Iowa economist sees Medicaid costs exceeding $160 million a year

Iowa’s “unique state-based alternative” to Obamacare will save taxpayers money, Branstad official says

James Q. Lynch
Published: December 27 2013 | 1:31 pm - Updated: 29 March 2014 | 1:20 am in

Iowa’s Medicaid expansion could cost more than $160 million a year within a decade, according to a northwest Iowa economics professor.

The net number of Medicaid participants in Iowa could increase by 515,000 in 2014 and by 744,000 over the next 10 years, according Jeremy Horpedahl, an associate professor of economics at Buena Vista University in Storm Lake.

That’s more than the annual operating budget for the University of Northern Iowa, Horpedahl said as way to put it in perspective.

Based on his analysis from a U.S. Department of Health and Human Services-funded model, Horpedahl said the state’s cost of covering new Medicaid beneficiaries could reach $164 million every year by 2014.

“Medicaid is already one of Iowa's largest budget expenditures, and within a decade it could add $164 million to the Iowa state budget with the federal government kicking in about $1.5 billion to fund the expansion,” Horpedahl said.

A spokesman for Gov. Terry Branstad didn’t dispute numbers presented by Horpedahl and Stephen Parente, a University of Minnesota professor specializing in health economics, information technology and health insurance. However, Jimmy Centers argued Iowa’s “unique state-based alternative” to Obamacare – the Affordable Care Act – will save taxpayers money.

“The innovative Iowa plan -- designed to improve the health of low-income Iowans -- returns savings to Iowa taxpayers through lower property taxes,” Centers said.

He also pointed out that the Heritage Foundation estimates Iowans will save $547 million over 10 years through the enhanced federal match.

However, as an economist, Horpedahl thinks it’s a mistake to treat this as “free money” because it will be paid for by taxpayers in other states.

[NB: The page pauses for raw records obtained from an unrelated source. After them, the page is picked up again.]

//! Period aggregation: translate a coarse period keyword into an inclusive
//! date range anchored on "today", then fetch and reformat matching work
//! records.

use crate::db::records;
use crate::errors::AppResult;
use crate::models::work_record::WorkHoursEntry;
use chrono::{Datelike, Duration, NaiveDate};
use rusqlite::Connection;

#[derive(Debug, Clone, Copy, PartialEq, Eq)]
pub enum Period {
    Day,
    Week,
    Month,
}

impl Period {
    pub fn parse(s: &str) -> Option<Self> {
        match s {
            "day" => Some(Period::Day),
            "week" => Some(Period::Week),
            "month" => Some(Period::Month),
            _ => None,
        }
    }
}

/// Inclusive [start, end] range for a period, anchored on `today`.
/// Week is ISO Monday-start.
pub fn period_range(period: Period, today: NaiveDate) -> (NaiveDate, NaiveDate) {
    match period {
        Period::Day => (today, today),
        Period::Week => {
            let start = today - Duration::days(i64::from(today.weekday().num_days_from_monday()));
            (start, start + Duration::days(6))
        }
        Period::Month => {
            let start = today.with_day(1).unwrap_or(today);
            // December is fixed at day 31 directly; every other month rolls
            // back from the first of the next one.
            let end = if start.month() == 12 {
                start.with_day(31).unwrap_or(start)
            } else {
                start
                    .with_month(start.month() + 1)
                    .and_then(|d| d.pred_opt())
                    .unwrap_or(start)
            };
            (start, end)
        }
    }
}

/// Fetch a user's work records for the period containing `today`, with each
/// date rewritten to the DD-MM-YYYY display form.
///
/// Unknown period keywords yield an empty list, not an error. Callers are
/// expected to narrow the result a second time (the daily view keeps only
/// rows matching today's display date, the weekly view re-derives the week
/// bounds); do not fold that narrowing in here.
pub fn get_work_hours(
    conn: &Connection,
    period: &str,
    user_id: i64,
    today: NaiveDate,
) -> AppResult<Vec<WorkHoursEntry>> {
    let Some(p) = Period::parse(period) else {
        return Ok(Vec::new());
    };

    let (start, end) = period_range(p, today);
    let rows = records::fetch_work_records_in_range(conn, user_id, start, end)?;

    Ok(rows.into_iter().map(|r| r.into_display()).collect())
}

The Heritage Foundation also found that Iowa already has above-average enrollment in Medicaid per capita, and is one of only 10 states that will see those savings, “which means we are shifting costs to other states,” Horpedahl said.

“Iowa already receives more than $1 in federal benefits for every $1 in federal taxes we pay, so as an economist thinking about the country as a whole, those predicted tax savings are really tax shifting to taxpayers in other states,” he explained.

Under the Affordable Care Act, the federal government will pay all the costs of the expanded Medicaid program through 2016, after which reimbursement will gradually fall to 90 percent.

The Iowa Health and Wellness plan would extend Medicaid to eligible Iowans who make up to 100 percent of poverty, or about $11,500 per year for an individual.

Meanwhile, those who make up to 138 percent of poverty, or about $15,900 a year, would get private insurance through the Affordable Care Act’s marketplace.

The increase is not wholly unexpected as the point of Obamacare is to expand health care coverage for Americans. However, Horpedahl estimates more than one-quarter of newly covered individuals would have purchased their own private insurance even without the subsidies. That means the plan increases costs more than would be necessary to cover individuals who were previously uninsured.

“And because of the way Iowa is expanding coverage -- by using the exchange subsidies for those above the poverty line rather than Medicaid -- the expenses could be even larger than our study estimates,” he said.

His analysis used an estimate of about $2,200 based on the current annual cost per Medicaid beneficiary in Iowa. Bronze plans, the cheapest plans on the Obamacare exchanges, have annual premiums of over $3,000 for individuals over 50.

“So the expense could be larger depending on the demographics of those that sign up and what plans they choose,” Horpedahl said.

Sen. Amanda Ragan, D-Mason City, one of the key players in crafting the Iowa Health and Wellness Plan that was approved with bipartisan support earlier this year, said the costs, including the increase Horpedahl is warning of, have to be viewed within the context of the IowaCare program that it replaces.

“While it is likely that the Iowa Health and Wellness Plan will cost more than IowaCare because it is a more robust, comprehensive plan, the state will actually save money in the first few years,” she said. “We’ll be investing those saved dollars in developing a health care delivery system that helps people to become healthier and, therefore, reduce the growth in healthcare costs long-term.”

A significant portion of the costs of the new plan would have been spent on IowaCare if the Iowa Health and Wellness Plan had not been enacted.

Ragan went on to point out that many of the costs in questions already are being incurred through charity care and uncompensated care – costs absorbed by hospitals and other health care providers.

The Medicaid expansion plan captures some of those costs and prevents those costs from being passed on to others through higher private insurances rate increases, she said.

Through the Iowa Health and Wellness Plan, Ragan said, Iowans will have access to routine, preventative care “that should reduce the need for more expensive procedures in the future, slowing the rate of growth of the health care system.”